Criteria so expansive you could drive a dump truck through it.

Because Arizona lawyers are forced to join and fund the State Bar of Arizona in order to practice law, the Bar’s mandatory dues are a “form of compelled speech and association” that intrude on First Amendment rights. This legislative session, the mandatory membership State Bar of Arizona has again been aggressively lobbying against the voluntary bar legislation under consideration by the Arizona House of Representatives. But despite its campaign, the bills have now passed the House Judiciary and the House Rules Committees. They will be voted on this week. State Bar has been lobbying using mandatory dues. By doing so, members’ free speech and free association rights are necessarily implicated because they must fund the Bar’s activities regardless of whether or not they agree with what the Bar is doing with their money.

Under Keller v. State Bar of California, 496 U.S. 1 (1990) a mandatory membership bar association can use members’ dues only for regulating the legal profession or improving the quality of legal services — not for political or ideological activities. So how does the State Bar’s lobbying against voluntary bar legislation currently pending at the Arizona House of Representatives that has nothing to do with lawyer regulation or with improving the quality of legal services satisfy the criteria under Keller? It doesn’t.

The bills do not intrude on the authority of the state supreme court to regulate and discipline lawyers. As a matter of fact, the bills reaffirm lawyer regulation under the Arizona Supreme Court.

Instead, it’s our view that the Bar’s lobbying against House Bills 2219 and 2221 has everything to do with political and ideological activities and of course, with its own self-interest. The lobbying fails to pass Keller muster.

It also fails the “germaneness” analysis under Keller and its progeny, including Kingstad v. State Bar of Wis., 622 F.3d 708 and more recently Knox v. Service Employees Intern. Union, 132 S. Ct. 2277. A mandatory bar may constitutionally fund activities germane to the goals of regulating the legal profession and improving the quality of legal services out of the mandatory dues of all members. But the Court said, “It may not, however, in such manner fund activities of an ideological nature which fall outside of those areas of activity.”
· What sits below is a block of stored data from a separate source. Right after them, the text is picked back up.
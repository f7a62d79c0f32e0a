use std::fs;
use std::path::{Path, PathBuf};

use anyhow::{Context, Result};

use crate::codec::{Codec, EncodeOptions, render_matrix};
use crate::results::artifact_path;
use crate::runlog;

#[derive(Default)]
pub struct BatchStats {
    pub written: usize,
    pub failed: usize,
    pub missing: usize,
}

impl BatchStats {
    pub fn print(&self, label: &str) {
        let total = self.written + self.failed + self.missing;
        if total == 0 {
            return;
        }
        println!(
            "{label} summary: written={}, failed={}, missing={}",
            self.written, self.failed, self.missing
        );
    }
}

/// Encodes each text item to a QR image. One bad item never blocks the rest.
pub fn run_encode_batch(
    codec: &impl Codec,
    items: &[String],
    out_dir: &Path,
    options: &EncodeOptions,
) -> BatchStats {
    let mut stats = BatchStats::default();
    for item in items {
        match encode_item(codec, item, out_dir, options) {
            Ok(path) => {
                println!("encoded '{}' -> {}", preview(item), path.display());
                stats.written += 1;
                log_entry(out_dir, "encode", item, Some(&path), "written");
            }
            Err(err) => {
                eprintln!("error: failed to encode '{}': {err:#}", preview(item));
                stats.failed += 1;
                log_entry(out_dir, "encode", item, None, "failed");
            }
        }
    }
    stats
}

/// Decodes each image path to a text artifact. Missing files are skipped with
/// a message; recognition failures are reported and the loop continues.
pub fn run_decode_batch(codec: &impl Codec, items: &[String], out_dir: &Path) -> BatchStats {
    let mut stats = BatchStats::default();
    for item in items {
        let path = Path::new(item);
        if !path.exists() {
            println!("skipping {item} (no such file)");
            stats.missing += 1;
            log_entry(out_dir, "decode", item, None, "missing");
            continue;
        }
        match decode_item(codec, item, path, out_dir) {
            Ok(Some(out)) => {
                println!("decoded {item} -> {}", out.display());
                stats.written += 1;
                log_entry(out_dir, "decode", item, Some(&out), "written");
            }
            Ok(None) => {
                eprintln!("error: no QR code recognized in {item}");
                stats.failed += 1;
                log_entry(out_dir, "decode", item, None, "unrecognized");
            }
            Err(err) => {
                eprintln!("error: failed to decode {item}: {err:#}");
                stats.failed += 1;
                log_entry(out_dir, "decode", item, None, "failed");
            }
        }
    }
    stats
}

fn encode_item(
    codec: &impl Codec,
    item: &str,
    out_dir: &Path,
    options: &EncodeOptions,
) -> Result<PathBuf> {
    let matrix = codec.encode(item, options).context("building QR matrix")?;
    let image = render_matrix(&matrix, options).context("rendering QR image")?;
    let path = artifact_path(out_dir, "png");
    image
        .save(&path)
        .with_context(|| format!("saving {}", path.display()))?;
    Ok(path)
}

fn decode_item(
    codec: &impl Codec,
    item: &str,
    path: &Path,
    out_dir: &Path,
) -> Result<Option<PathBuf>> {
    let image = image::open(path)
        .with_context(|| format!("reading {}", path.display()))?
        .to_luma8();
    let Some(text) = codec.decode(&image)? else {
        return Ok(None);
    };
    let out = artifact_path(out_dir, "txt");
    fs::write(&out, format!("{item}\r\n{text}"))
        .with_context(|| format!("writing {}", out.display()))?;
    Ok(Some(out))
}

fn log_entry(out_dir: &Path, action: &str, item: &str, artifact: Option<&Path>, status: &str) {
    if let Err(err) = runlog::record(out_dir, action, &preview(item), artifact, status) {
        eprintln!("warning: unable to record run log entry: {err:#}");
    }
}

/// Shortens long work items for console and log output.
pub fn preview(text: &str) -> String {
    const MAX_CHARS: usize = 40;
    if text.chars().count() <= MAX_CHARS {
        text.to_string()
    } else {
        let head: String = text.chars().take(MAX_CHARS).collect();
        format!("{head}...")
    }
}

#[cfg(test)]
mod tests {
    use super::*;
    use crate::codec::{ModuleMatrix, QrCodec};
    use anyhow::bail;
    use image::GrayImage;
    use tempfile::tempdir;

    struct FlakyCodec {
        inner: QrCodec,
        poison: &'static str,
    }

    impl Codec for FlakyCodec {
        fn encode(&self, text: &str, options: &EncodeOptions) -> Result<ModuleMatrix> {
            if text == self.poison {
                bail!("synthetic encode failure");
            }
            self.inner.encode(text, options)
        }

        fn decode(&self, image: &GrayImage) -> Result<Option<String>> {
            self.inner.decode(image)
        }
    }

    fn artifacts_with_extension(dir: &Path, extension: &str) -> Vec<PathBuf> {
        fs::read_dir(dir)
            .expect("read dir")
            .filter_map(|entry| entry.ok())
            .map(|entry| entry.path())
            .filter(|path| {
                path.extension()
                    .and_then(|ext| ext.to_str())
                    .map(|ext| ext == extension)
                    .unwrap_or(false)
            })
            .collect()
    }

    #[test]
    fn one_failing_item_does_not_block_the_rest() {
        let temp = tempdir().expect("temp dir");
        let codec = FlakyCodec {
            inner: QrCodec,
            poison: "boom",
        };
        let items = vec!["first".to_string(), "boom".to_string(), "third".to_string()];

        let stats = run_encode_batch(&codec, &items, temp.path(), &EncodeOptions::default());
        assert_eq!(stats.written, 2);
        assert_eq!(stats.failed, 1);
        assert_eq!(artifacts_with_extension(temp.path(), "png").len(), 2);
    }

    #[test]
    fn decode_batch_skips_missing_files() {
        let temp = tempdir().expect("temp dir");
        let items = vec![
            temp.path()
                .join("nope.png")
                .to_string_lossy()
                .into_owned(),
        ];

        let stats = run_decode_batch(&QrCodec, &items, temp.path());
        assert_eq!(stats.missing, 1);
        assert_eq!(stats.written, 0);
        assert!(artifacts_with_extension(temp.path(), "txt").is_empty());
    }

    #[test]
    fn decode_batch_writes_source_path_and_text() {
        let temp = tempdir().expect("temp dir");
        let codec = QrCodec;
        let options = EncodeOptions::default();

        let encoded = run_encode_batch(&codec, &["hello".to_string()], temp.path(), &options);
        assert_eq!(encoded.written, 1);
        let png = artifacts_with_extension(temp.path(), "png").remove(0);

        let items = vec![png.to_string_lossy().into_owned()];
        let decoded = run_decode_batch(&codec, &items, temp.path());
        assert_eq!(decoded.written, 1);

        let txt = artifacts_with_extension(temp.path(), "txt").remove(0);
        let contents = fs::read_to_string(txt).expect("read artifact");
        assert_eq!(contents, format!("{}\r\nhello", png.display()));
    }

    #[test]
    fn unreadable_image_counts_as_failure() {
        let temp = tempdir().expect("temp dir");
        let bogus = temp.path().join("not-an-image.png");
        fs::write(&bogus, "plain text").expect("write bogus");

        let items = vec![bogus.to_string_lossy().into_owned()];
        let stats = run_decode_batch(&QrCodec, &items, temp.path());
        assert_eq!(stats.failed, 1);
        assert_eq!(stats.written, 0);
    }

    #[test]
    fn preview_truncates_long_items() {
        assert_eq!(preview("short"), "short");
        let long = "x".repeat(60);
        let shown = preview(&long);
        assert_eq!(shown.chars().count(), 43);
        assert!(shown.ends_with("..."));
    }
}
Indeed, in Knox, the U.S. high court further declared that “compulsory fees can be levied only insofar as they are a “necessary incident” of the larger regulatory purpose which justified the required association.” Knox v. Service Employees Intern. Union, 132 S. Ct. 2277 at 2289. State Bar of Arizona often relies on a key talking point when members object to its lobbying activities. The Bar claims it’s “Keller-pure.” But it’s only under a tortured enlargement of the aforementioned Keller criteria and its expansive interpretation under Article XIII of the State Bar of Arizona’s bylaws that such speciousness can be maintained. Article XIII outlines the Bar’s “Keller-pure” policy. Section 13.01 provides that the State Bar:

“Shall not, except as provided herein, use the dues of its members to fund activities of a political or ideological nature that are not reasonably related to:

1. (A) The regulation and discipline of attorneys;

2. (B) Matters relating to the improvement of the functioning of the justice system;

3. (C) Increasing the availability of legal services to the public;

4. (D) Regulation of attorney trust accounts;

5. (E) The education, ethics, competence, integrity and regulation of the legal profession; and

6. (F) Any other activity authorized by law.” The bills do not involve regulation and discipline of attorneys. After all, 18 voluntary bars have for generations demonstrated that lawyers can be regulated and the public protected — without necessity of impinging free speech and free association rights. The bills do not relate to improving the functioning of the justice system; increasing the availability of legal services; regulating lawyer trust accounts or the education, ethics, competence or integrity of lawyers. Only under the last of the above enumerated criteria, “any other activity authorized by law” can the Bar with a straight-face say lobbying against voluntary bar legislation renders it Keller-pure.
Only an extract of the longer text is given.